Two of the key players in the debate about industry reform come together to discuss a shared vision on the future of financial planning, and their differences on how it should get there. Simon Hoyle reports.
The debate about legislative reform of the financial planning industry has been protracted, regularly heated, and often bitter.
Two of the key protagonists in this debate are the Financial Planning Association (FPA), as the putative professional association for the financial planning industry, and the Industry Superannuation Network (ISN), representing a cohort of 60-odd super funds that have about $260 billion in assets and, as at June 2010, (the most recent annual data) about 11.5 million member accounts.
There are very few people involved in financial planning – at any level, and in any capacity – who genuinely believe that the industry’s interests, and those of the public, would not be better served by it becoming a genuine profession.
Mark Rantall, chief executive officer of the FPA, and David Whiteley, chief executive officer of the ISN, agree on this point. And they agree that financial planning must transform, or evolve, to become a profession. But it is the issues that the FPA and the ISN disagree on that have generated most of the heat and light in the debate.
Professional Planner invited Whitely and Rantall to meet, to share their views on the development of financial planning as a profession, and to discuss some of the issues that continue to divide them.
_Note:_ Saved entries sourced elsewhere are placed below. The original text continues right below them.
//! # ludo-engine
//!
//! Authoritative game state for four-player Ludo.
//!
//! ## Design Principles
//!
//! 1. **Snapshots In, Snapshots Out**: Every command maps one immutable
//!    `GameState` to the next. Rejected commands leave it untouched.
//!
//! 2. **Rules Behind a Trait**: Legality, captures and turn hand-off live in
//!    `RulesEngine`; the engine never decides them itself.
//!
//! 3. **Time Is an Input**: Dice animation and auto-pass delays are timers on
//!    a logical clock. Hosts advance it; stale timers are detected by
//!    snapshot version and turn, then dropped.
//!
//! ## Modules
//!
//! - `core`: Colors, tokens, players, state, commands, dice, configuration
//! - `board`: Path geometry, safe cells, grid coordinates for rendering
//! - `rules`: `RulesEngine` trait and the classic rule set
//! - `engine`: Transitions, timers, queries and the `GameEngine` façade
//! - `runtime`: Tokio actor and handle (feature `runtime`)

pub mod board;
pub mod core;
pub mod engine;
pub mod rules;

#[cfg(feature = "runtime")]
pub mod runtime;

// Re-export commonly used types
pub use crate::core::{
    Color, Command, DiceSource, GameRng, GameState, GameStatus, LoadedDice, MoveRecord,
    OvershootPolicy, RulesConfig, Token, TokenId, TokenStatus,
};

pub use crate::board::{resolve_token, Cell};

pub use crate::rules::{ClassicRules, MoveRejection, RulesEngine};

pub use crate::engine::{GameEngine, GameEvent, TurnPhase};

#[cfg(feature = "runtime")]
pub use crate::runtime::{GameHandle, RuntimeError};
//! Board geometry: static tables and the coordinate resolver.
//!
//! The resolver is presentation data for the browser board. The one piece
//! the rules depend on is the start-offset table, which both sides read from
//! [`tables::START_OFFSETS`].

pub mod tables;

use serde::{Deserialize, Serialize};

use crate::core::{Color, Token, TokenStatus, MAIN_PATH_END};

pub use tables::{
    is_safe_cell, is_star_cell, is_start_cell, BASE_COORDINATES, CENTER, GRID_SIZE,
    HOME_STRETCH_COORDINATES, HOME_STRETCH_LEN, PATH_COORDINATES, PATH_LEN, SAFE_CELLS,
    START_OFFSETS, STAR_OFFSET,
};

/// A cell on the 15x15 grid, zero-based.
#[derive(Clone, Copy, Debug, PartialEq, Eq, Hash, Serialize, Deserialize)]
pub struct Cell {
    pub row: u8,
    pub col: u8,
}

impl Cell {
    /// Create a new cell.
    #[must_use]
    pub const fn new(row: u8, col: u8) -> Self {
        Self { row, col }
    }
}

impl std::fmt::Display for Cell {
    fn fmt(&self, f: &mut std::fmt::Formatter<'_>) -> std::fmt::Result {
        write!(f, "({}, {})", self.row, self.col)
    }
}

/// Absolute outer-path index for a color's relative main-path position.
///
/// Only meaningful for `0..=MAIN_PATH_END`; home-stretch positions have no
/// shared cell.
#[must_use]
pub fn absolute_index(color: Color, position: u8) -> usize {
    (color.start_offset() + position as usize) % PATH_LEN
}

/// Map a token's raw state to the grid cell it is drawn on.
///
/// `slot` is the token's index within its color (0..4) and only matters
/// while the token sits in base.
#[must_use]
pub fn resolve_position(color: Color, position: i8, status: TokenStatus, slot: u8) -> Cell {
    debug_assert!(slot < 4, "token slot out of range: {}", slot);

    match status {
        TokenStatus::InBase => BASE_COORDINATES[color.index()][slot as usize % 4],
        TokenStatus::Home => CENTER,
        TokenStatus::Active => {
            let position = position.max(0) as u8;
            if position <= MAIN_PATH_END {
                PATH_COORDINATES[absolute_index(color, position)]
            } else {
                let step = (position - MAIN_PATH_END - 1) as usize;
                HOME_STRETCH_COORDINATES[color.index()][step.min(HOME_STRETCH_LEN - 1)]
            }
        }
    }
}

/// Resolve a token directly.
#[must_use]
pub fn resolve_token(token: &Token) -> Cell {
    resolve_position(token.color(), token.position(), token.status(), token.id().slot())
}
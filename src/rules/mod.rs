//! Ludo rules.
//!
//! `RulesEngine` defines:
//! - Token legality for a roll
//! - How a move modifies state (captures, win, turn hand-off)
//! - The terminal condition
//!
//! The engine calls into `RulesEngine` and never decides legality itself.

pub mod engine;
pub mod error;

pub use engine::{ClassicRules, MoveOutcome, MovePlan, Occupancy, RulesEngine};
pub use error::MoveRejection;
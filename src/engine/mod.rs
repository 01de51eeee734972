//! Game engine.
//!
//! - `transition`: pure snapshot-to-snapshot functions
//! - `scheduler`: deferred rolls and auto-passes on a logical clock
//! - `query`: turn phase and legality questions for a UI
//! - `events`: what accepted commands and timers report
//! - `game`: `GameEngine`, which owns the live snapshot and the timers

pub mod events;
pub mod game;
pub mod query;
pub mod scheduler;
pub mod transition;

pub use events::GameEvent;
pub use game::GameEngine;
pub use query::TurnPhase;
pub use scheduler::{Scheduler, Timer};
pub use transition::Transition;
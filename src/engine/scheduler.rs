//! Deferred work on a logical clock.
//!
//! The engine never sleeps. Timers are queued against a logical `now` that
//! only moves when the host calls [`Scheduler::pop_due`] with a later
//! instant, so tests can drive a whole game without waiting and an async
//! host can map deadlines onto real time.

use std::cmp::{Ordering, Reverse};
use std::collections::BinaryHeap;
use std::time::Duration;

use tracing::trace;

use crate::core::Color;

/// A deferred transition.
///
/// Each timer remembers the snapshot version and turn it was scheduled in.
/// When it fires against anything else it is stale and must do nothing.
#[derive(Clone, Copy, Debug, PartialEq, Eq, Hash)]
pub enum Timer {
    /// Settle the dice for an in-flight roll.
    RollComplete { version: u64, turn: Color },

    /// Pass a turn whose roll has no legal move.
    AutoPass { version: u64, turn: Color },
}

impl Timer {
    /// Version the timer was scheduled against.
    #[must_use]
    pub fn version(&self) -> u64 {
        match *self {
            Timer::RollComplete { version, .. } | Timer::AutoPass { version, .. } => version,
        }
    }

    /// Turn the timer was scheduled in.
    #[must_use]
    pub fn turn(&self) -> Color {
        match *self {
            Timer::RollComplete { turn, .. } | Timer::AutoPass { turn, .. } => turn,
        }
    }
}

#[derive(Clone, Debug)]
struct Entry {
    due: Duration,
    seq: u64,
    timer: Timer,
}

impl PartialEq for Entry {
    fn eq(&self, other: &Self) -> bool {
        self.due == other.due && self.seq == other.seq
    }
}

impl Eq for Entry {}

impl PartialOrd for Entry {
    fn partial_cmp(&self, other: &Self) -> Option<Ordering> {
        Some(self.cmp(other))
    }
}

impl Ord for Entry {
    // Ties on `due` fire in scheduling order.
    fn cmp(&self, other: &Self) -> Ordering {
        (self.due, self.seq).cmp(&(other.due, other.seq))
    }
}

/// Min-heap of timers keyed by due time.
#[derive(Clone, Debug, Default)]
pub struct Scheduler {
    now: Duration,
    seq: u64,
    queue: BinaryHeap<Reverse<Entry>>,
}

impl Scheduler {
    #[must_use]
    pub fn new() -> Self {
        Self::default()
    }

    /// Current logical time.
    #[must_use]
    pub fn now(&self) -> Duration {
        self.now
    }

    /// Queue `timer` to fire `delay` after now.
    pub fn schedule(&mut self, delay: Duration, timer: Timer) {
        let due = self.now + delay;
        trace!(?timer, ?due, "timer scheduled");
        self.queue.push(Reverse(Entry {
            due,
            seq: self.seq,
            timer,
        }));
        self.seq += 1;
    }

    /// Pop the earliest timer due at or before `until`.
    ///
    /// The clock moves to the timer's due time, so anything scheduled while
    /// handling it is relative to when it fired.
    pub fn pop_due(&mut self, until: Duration) -> Option<Timer> {
        let Reverse(head) = self.queue.peek()?;
        if head.due > until {
            return None;
        }
        let Reverse(entry) = self.queue.pop()?;
        self.now = self.now.max(entry.due);
        trace!(timer = ?entry.timer, due = ?entry.due, "timer fired");
        Some(entry.timer)
    }

    /// Move the clock forward. Never moves it back.
    pub fn advance_to(&mut self, at: Duration) {
        self.now = self.now.max(at);
    }

    /// When the earliest timer is due.
    #[must_use]
    pub fn next_deadline(&self) -> Option<Duration> {
        self.queue.peek().map(|Reverse(entry)| entry.due)
    }

    /// Number of queued timers, stale ones included.
    #[must_use]
    pub fn len(&self) -> usize {
        self.queue.len()
    }

    #[must_use]
    pub fn is_empty(&self) -> bool {
        self.queue.is_empty()
    }
}
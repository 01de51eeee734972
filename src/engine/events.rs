//! Events emitted by accepted commands and fired timers.

use serde::{Deserialize, Serialize};

use crate::core::{Color, TokenId};

/// Something that happened to the game.
///
/// A rejected command or a stale timer emits nothing.
#[derive(Clone, Debug, PartialEq, Eq, Serialize, Deserialize)]
#[serde(tag = "event", rename_all = "snake_case")]
pub enum GameEvent {
    /// The dice started rolling.
    RollStarted { color: Color },

    /// The dice settled.
    Rolled { color: Color, value: u8, has_moves: bool },

    /// A token moved.
    TokenMoved { token: TokenId, from: i8, to: i8 },

    /// A token was sent back to base.
    TokenCaptured { token: TokenId, by: TokenId },

    /// The mover keeps the turn (rolled the bonus value or captured).
    BonusTurn { color: Color },

    /// The turn changed hands without a move (manual or automatic pass),
    /// or after a move that earned no bonus.
    TurnPassed { from: Color, to: Color, auto: bool },

    /// Someone brought all four tokens home.
    GameWon { color: Color },

    /// A new game replaced the old one.
    GameReset,
}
Rantall says the FPA’s “vision of financial planning” is “that financial planning become a universally-respected profession”.
“And the reason it should be regarded as a respected profession is [that] financial planning, I believe, is one of the most important professions, behind the medical profession,” he says.
“If you’ve got your health and your family, you’ve pretty much got everything; but your financial security runs a very close second.
“So therefore it’s appropriate that we implement our goal, which is members of the Financial Planning Association adhere to the highest standards of professionalism, and inspire trust and confidence in the community.”
Rantall says the issues of trust and confidence – not to mention respect – are “critically important”.
“In both the superannuation industry and in getting financial planning advice from a qualified professional, [it] is absolutely critical that [trust and confidence] be maintained,” he says.
“With that comes a responsibility, and the responsibility is to continually increase standards, which we seek to do as the [professional association] for financial planning.”
Whiteley’s vision for financial planning is not substantively different.
“To become a profession there are certain foundations and hallmarks that the profession should meet,” Whiteley says.
“And these include not [being] in receipt of any form of commissions or inducements or kickbacks or any form of incentive paid by a third party to make a particular recommendation. And that means you’ve got to rid the system of all of this. That includes ongoing advice fees – and I’m happy to talk about that in the context of opt in. You cannot claim to be a professional and then receive an inducement of any description.
“I agree with Mark. I think it’s laudable for the financial planning industry to become professional, and regarded in society as second only to the medical profession. But I think that is inconsistent with the receipt of commissions or other payments by product providers.”
With both sides of the debate aiming for essentially the same result, it’s sometimes confusing to an observer just why there is so much friction between the two. But as Whiteley and Rantall explain and defend their respective positions, one point gradually becomes clear.
Rantall says there are between 16,000 and 17,000 financial planners working in Australia; however, he says that about 8000 of those are members of the FPA and subject to its standards and codes. About 5800 are Certified Financial Planners (CFPs), the highest designation currently possible in the industry.
But Whiteley, too, has a constituency: the members of industry superannuation funds, who are exposed to both FPA and non-FPA financial planners.
When Rantall takes umbrage on behalf of his members at what the FPA believes is, in the case of opt in, for example, an unwarranted meddling in the relationship between a client and their professional planner, he may very well have a strong point.
But it overlooks the fact that half of the planners in Australia will not be deemed “professional”, by virtue of the fact that they will not belong to a professional association.
(The issue of whether a professional association yet exists is another issue, covered in last month’s Professional Planner.)
When Whiteley speaks about an issue like opt in, he is acutely aware that half of the financial planners in Australia are not subject to the FPA’s standards. Standards for non-FPA members must be enshrined in legislation – otherwise, who will enforce them?
In other words, Whiteley is focused on what might be described as a “lowest common denominator” set of rules: legislation that will apply to every financial planner. The FPA’s standards build on that.
Rantall says: “There’s a difference between the financial planning industry – because you keep linking them together – and the Financial Planning Association.
“The FPA is representing the interests of consumers through its 8000 professional financial planners. That’s our stance. I can’t speak for the rest of the industry.”